И как раз позвонили. Писатель ушел в ванную-туалет, чтобы не сразу видеть опоздавшего на час Критика. Или чтобы ему свою недовольную физиономию не показывать. Он терпеть не мог, когда кто-то опаздывает. И Женщина терпеть не могла. А Критик пришел с женщиной-художницей. И этого они тоже терпеть не могли. Когда приглашают кого-то, а те еще кого-то с собой приводят. Это сразу все ломало. Все настроение. Все состояние. Их дом не был домом открытых дверей. Они ненавидели, когда кто-то приходил без звонка. Жили как волки – одни, дико, без приходящих просто так, и сами почти никуда не ходили. У них времени не было! А тут кого-то приводят. Какую-то бабу, хоть и не баба. Но они и женщин ненавидели. А это была девушка в детских тряпочках, с лекции.
Женщина предложила чаю, привезла из Сингапура, где была три недели назад, потому что… ладно, потом. Они все расселись, а Писатель сел у электрокота на пол и начал говорить.
Он говорил, что не любит кино, что не любит театр. Он говорил, что не любит современную, совсем сегодняшнюю живопись и не любит сегодняшние романы. И что вообще лучшая форма самовыражения – это базлание. Как вот он и делал, сидя на полу, только лучше, конечно с трибуны, в Лужниках, например (вместимость – пятнадцать тысяч, что ли). А девушка в детских тряпочках покачивала головой, видимо, подавляя в себе злость и желание крикнуть что-нибудь против такого всеотрицания и самодовольства. Поэтому она, когда Писатель вышел в туалет, сказала, что устала и что уходит. И пошла. Хорошо воспитанный Критик пошел ее проводить, но попросил разрешения вернуться еще посидеть. И Писатель с Женщиной сказали, что конечно, пусть возвращается.

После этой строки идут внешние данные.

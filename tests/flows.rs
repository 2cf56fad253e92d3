//! End-to-end flows through the public API: a client dispatches, an in-process
//! worker handles the request against a shared store, the client polls.

use std::collections::HashMap;
use std::sync::{Arc, Mutex};
use std::time::Duration;

use async_trait::async_trait;
use serde_json::{Map, Value, json};
use tempfile::TempDir;

use podrelay::error::{DirectoryError, DispatchError};
use podrelay::store::{ChartStore, EpisodeLedger, LookupStore, SubscriptionRegistry};
use podrelay::{
    Action, Client, Collaborators, DirectoryEntry, FsContentHost, HttpClient, HttpResponse,
    MemoryStore, PodcastDirectory, PollOptions, RequestId, RequestRecord, RssExtractor,
    SharedBlobStore, Trigger, Worker, WorkerOptions, derive_podcast_id,
};

const FEED_URL: &str = "https://example.com/feed.xml";

/// Serves configured bodies by URL, 404 for everything else
#[derive(Default)]
struct MockHttpClient {
    bodies: Mutex<HashMap<String, String>>,
}

impl MockHttpClient {
    fn serve(&self, url: &str, body: &str) {
        self.bodies
            .lock()
            .unwrap()
            .insert(url.to_string(), body.to_string());
    }
}

#[async_trait]
impl HttpClient for MockHttpClient {
    async fn get(&self, url: &str) -> Result<HttpResponse, reqwest::Error> {
        Ok(match self.bodies.lock().unwrap().get(url) {
            Some(body) => HttpResponse::buffered(200, body.clone()),
            None => HttpResponse::buffered(404, "not found"),
        })
    }
}

/// One chart row whose feed is only known through a lookup
struct ChartDirectory;

#[async_trait]
impl PodcastDirectory for ChartDirectory {
    async fn search(&self, _query: &str, _limit: usize) -> Result<Vec<DirectoryEntry>, DirectoryError> {
        Ok(Vec::new())
    }

    async fn top(&self, _country: &str, _limit: usize) -> Result<Vec<DirectoryEntry>, DirectoryError> {
        Ok(vec![chart_row(None)])
    }

    async fn lookup(&self, id: &str) -> Result<Option<DirectoryEntry>, DirectoryError> {
        Ok((id == "42").then(|| chart_row(Some(FEED_URL.to_string()))))
    }
}

fn chart_row(feed_url: Option<String>) -> DirectoryEntry {
    DirectoryEntry {
        id: "42".to_string(),
        title: "Show".to_string(),
        author: "Host".to_string(),
        feed_url,
        image_url: None,
        genre: None,
    }
}

/// Runs the worker as soon as a request is dispatched, the way a CI job
/// would, just without the delay
struct InlineTrigger {
    worker: Worker,
}

#[async_trait]
impl Trigger for InlineTrigger {
    async fn trigger(
        &self,
        action: Action,
        mut payload: Map<String, Value>,
        request_id: &RequestId,
    ) -> Result<(), DispatchError> {
        payload.insert("request_id".to_string(), json!(request_id.as_str()));
        let event = json!({"event_type": action.as_str(), "client_payload": payload});
        let request = RequestRecord::from_dispatch_event(event.to_string().as_bytes())
            .expect("event decodes");
        self.worker.handle(request).await.expect("worker records a result");
        Ok(())
    }
}

fn feed_with(title: &str, guids: &[&str]) -> String {
    let items: String = guids
        .iter()
        .map(|guid| {
            format!(
                r#"<item><title>{guid}</title><guid>{guid}</guid><enclosure url="https://example.com/{guid}.mp3" type="audio/mpeg" length="100"/></item>"#
            )
        })
        .collect();
    format!(
        r#"<?xml version="1.0"?><rss version="2.0"><channel><title>{title}</title><link>https://example.com</link><description>About</description>{items}</channel></rss>"#
    )
}

struct System {
    client: Client,
    http: Arc<MockHttpClient>,
    store: SharedBlobStore,
    _media: TempDir,
}

fn system() -> System {
    let http = Arc::new(MockHttpClient::default());
    let store: SharedBlobStore = Arc::new(MemoryStore::new());
    let media = tempfile::tempdir().unwrap();

    let worker = Worker::new(
        Collaborators {
            client: http.clone(),
            extractor: Arc::new(RssExtractor),
            directory: Arc::new(ChartDirectory),
            content_host: Arc::new(FsContentHost::new(media.path())),
            store: store.clone(),
        },
        WorkerOptions {
            feed_delay: Duration::ZERO,
            top_limit: 10,
        },
    );
    let client = Client::new(
        Arc::new(InlineTrigger { worker }),
        store.clone(),
        PollOptions {
            max_attempts: 3,
            interval: Duration::from_secs(2),
        },
    );

    System {
        client,
        http,
        store,
        _media: media,
    }
}

#[tokio::test(start_paused = true)]
async fn subscribe_then_refresh_prepends_new_episode() {
    let sys = system();
    sys.http.serve(FEED_URL, &feed_with("Show", &["g1", "g2", "g3"]));

    let subscribed = sys
        .client
        .request(Action::Subscribe, json!({"feed_url": FEED_URL}))
        .await
        .unwrap();
    assert!(subscribed.success, "{:?}", subscribed.error);
    assert_eq!(subscribed.field("newEpisodes"), Some(&json!(3)));

    sys.http.serve(FEED_URL, &feed_with("Show", &["g0", "g1", "g2", "g3"]));
    let refreshed = sys.client.request(Action::UpdateFeeds, Value::Null).await.unwrap();

    assert_eq!(refreshed.field("updated"), Some(&json!(1)));
    assert_eq!(refreshed.field("failed"), Some(&json!(0)));
    assert_eq!(refreshed.field("newEpisodes"), Some(&json!(1)));

    let podcast_id = derive_podcast_id(FEED_URL);
    let episodes = EpisodeLedger::new(sys.store.clone())
        .episodes(&podcast_id)
        .await
        .unwrap();
    let ids: Vec<&str> = episodes.iter().map(|e| e.id.as_str()).collect();
    assert_eq!(ids, vec!["g0", "g1", "g2", "g3"]);
    assert!(episodes[0].is_new);
    assert!(episodes[1..].iter().all(|e| !e.is_new));

    let subscription = SubscriptionRegistry::new(sys.store.clone())
        .get(&podcast_id)
        .await
        .unwrap();
    assert_eq!(subscription.episode_count, 4);
}

#[tokio::test(start_paused = true)]
async fn repeated_refresh_is_idempotent() {
    let sys = system();
    sys.http.serve(FEED_URL, &feed_with("Show", &["g1", "g2"]));
    sys.client
        .request(Action::Subscribe, json!({"feed_url": FEED_URL}))
        .await
        .unwrap();

    let ledger = EpisodeLedger::new(sys.store.clone());
    let podcast_id = derive_podcast_id(FEED_URL);

    sys.client.request(Action::UpdateFeeds, Value::Null).await.unwrap();
    let after_first = ledger.episodes(&podcast_id).await.unwrap();
    let second = sys.client.request(Action::UpdateFeeds, Value::Null).await.unwrap();
    let after_second = ledger.episodes(&podcast_id).await.unwrap();

    assert_eq!(second.field("newEpisodes"), Some(&json!(0)));
    assert_eq!(after_first, after_second);
}

#[tokio::test(start_paused = true)]
async fn unsubscribe_then_resubscribe_keeps_history() {
    let sys = system();
    sys.http.serve(FEED_URL, &feed_with("Show", &["g1", "g2"]));

    sys.client
        .request(Action::Subscribe, json!({"feed_url": FEED_URL}))
        .await
        .unwrap();
    let registry = SubscriptionRegistry::new(sys.store.clone());
    let podcast_id = derive_podcast_id(FEED_URL);
    let first = registry.get(&podcast_id).await.unwrap();

    let unsubscribed = sys
        .client
        .request(Action::Unsubscribe, json!({"podcast_id": podcast_id}))
        .await
        .unwrap();
    assert!(unsubscribed.success);
    assert_eq!(unsubscribed.field("episodeCount"), Some(&json!(2)));
    assert!(!registry.exists(&podcast_id).await.unwrap());

    let ledger = EpisodeLedger::new(sys.store.clone());
    assert_eq!(ledger.episodes(&podcast_id).await.unwrap().len(), 2);
    assert!(ledger.snapshot(&podcast_id).await.is_ok());

    // The feed moved on while nobody was subscribed
    sys.http.serve(FEED_URL, &feed_with("Show", &["g3", "g1", "g2"]));

    let resubscribed = sys
        .client
        .request(Action::Subscribe, json!({"feed_url": FEED_URL}))
        .await
        .unwrap();
    assert_eq!(resubscribed.field("podcastId"), Some(&json!(podcast_id)));
    assert_eq!(resubscribed.field("newEpisodes"), Some(&json!(1)));
    assert_eq!(resubscribed.field("episodeCount"), Some(&json!(3)));

    let second = registry.get(&podcast_id).await.unwrap();
    assert_eq!(second.episode_count, 3);
    assert!(second.subscribed_at >= first.subscribed_at);
    let ids: Vec<String> = ledger
        .episodes(&podcast_id)
        .await
        .unwrap()
        .into_iter()
        .map(|e| e.id)
        .collect();
    assert_eq!(ids, vec!["g3", "g1", "g2"]);
}

#[tokio::test(start_paused = true)]
async fn resubscribe_while_subscribed_preserves_subscribed_at() {
    let sys = system();
    sys.http.serve(FEED_URL, &feed_with("Show", &["g1"]));
    let registry = SubscriptionRegistry::new(sys.store.clone());
    let podcast_id = derive_podcast_id(FEED_URL);

    sys.client
        .request(Action::Subscribe, json!({"feed_url": FEED_URL}))
        .await
        .unwrap();
    let first = registry.get(&podcast_id).await.unwrap();

    sys.client
        .request(Action::Subscribe, json!({"feed_url": FEED_URL}))
        .await
        .unwrap();
    let second = registry.get(&podcast_id).await.unwrap();

    assert_eq!(second.subscribed_at, first.subscribed_at);
    assert_eq!(registry.list().await.unwrap().len(), 1);
}

#[tokio::test(start_paused = true)]
async fn every_failure_path_records_a_failure_result() {
    let sys = system();

    let cases = [
        (Action::Search, json!({})),
        (Action::Subscribe, json!({"feed_url": "ftp://example.com/feed"})),
        (Action::Subscribe, json!({"feed_url": "https://example.com/missing.xml"})),
        (Action::Unsubscribe, json!({"podcast_id": "unknown"})),
        (
            Action::Download,
            json!({"episode_url": "https://example.com/gone.mp3", "episode_id": "g1", "podcast_id": "p1"}),
        ),
    ];

    for (action, payload) in cases {
        let record = sys.client.request(action, payload.clone()).await.unwrap();
        assert!(!record.success, "{action} with {payload} should fail");
        assert!(record.error.is_some());
    }
}

#[tokio::test(start_paused = true)]
async fn download_reports_stored_media() {
    let sys = system();
    sys.http.serve("https://example.com/g1.mp3", "0123456789");

    let record = sys
        .client
        .request(
            Action::Download,
            json!({"episode_url": "https://example.com/g1.mp3", "episode_id": "g1", "podcast_id": "p1"}),
        )
        .await
        .unwrap();

    assert!(record.success, "{:?}", record.error);
    assert_eq!(record.field("size"), Some(&json!(10)));
    assert_eq!(record.field("podcastId"), Some(&json!("p1")));
}

#[tokio::test(start_paused = true)]
async fn chart_row_can_be_subscribed_after_update_top() {
    let sys = system();
    sys.http.serve(FEED_URL, &feed_with("Show", &["g1"]));

    let updated = sys
        .client
        .request(Action::UpdateTop, json!({"country": "us"}))
        .await
        .unwrap();
    assert_eq!(updated.field("resolved"), Some(&json!(1)));

    let chart = ChartStore::new(sys.store.clone()).get("us").await.unwrap();
    let feed_url = chart.podcasts[0].feed_url.clone().unwrap();
    assert_eq!(
        LookupStore::new(sys.store.clone()).get("42").await.unwrap().feed_url,
        feed_url
    );

    let subscribed = sys
        .client
        .request(Action::Subscribe, json!({"feed_url": feed_url}))
        .await
        .unwrap();
    assert!(subscribed.success, "{:?}", subscribed.error);
    assert_eq!(subscribed.field("podcastId"), Some(&json!(derive_podcast_id(FEED_URL))));
}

Критик вообще-то пришел взять копии рукописей, чтобы предложить их в Ленинграде издателям «бизнеса с русской душой». И, вернувшись, он стал говорить, как любит один из рассказов Писателя, который в рукописи. И сказал, что книгу Женщины читать по-французски невозможно. На что Женщина заметила: «Может, это ваш французский?» Но Критик нагло заявил: «Нет, вот его книгу по-французски я очень хорошо воспринимаю и не думаю о том, как это было по-русски». И Женщина подумала: «Мудак. Я хотела, чтобы ты был моим. А ты с Писателем лезешь обниматься». А Писатель опять сел у электрокота и стал произносить монолог, отрывки будущих речей. В адрес советского населения. А Критик сидел на диване, положа руки свои узкие на узкие же коленки, и ничего не говорил. И Женщина на серпе и молоте ничего не говорила. Не хотела противоречить, иначе Писатель скажет, что она, как всегда, занимает противоположную сторону. Они сидели треугольником, и вершиной его был Писатель. А Женщина и Критик – в углах основания. И Женщина подумала, что они как бы чуть-чуть одного уровня с Критиком – сидят и слушают пришедшего с лекцией деятеля. И еще – что она в присутствии Писателя не может быть такой, какой бывает одна – острящей, колкой, едкой, быстрореагирующей и умной. Что Писатель давит на нее, подавляет ее и что такой она себя не любит. И Писатель крадет, уже украл, у нее Критика. Потому что она хотела этого мальчика для себя, себе, чтобы он занимался ее рукописями в Ленинграде, чтобы он был ее знакомым… В то же время она ведь знала, что Писатель – любимый современный прозаик Критика. Но это было как-то даже нормально, потому что Писатель уже давно…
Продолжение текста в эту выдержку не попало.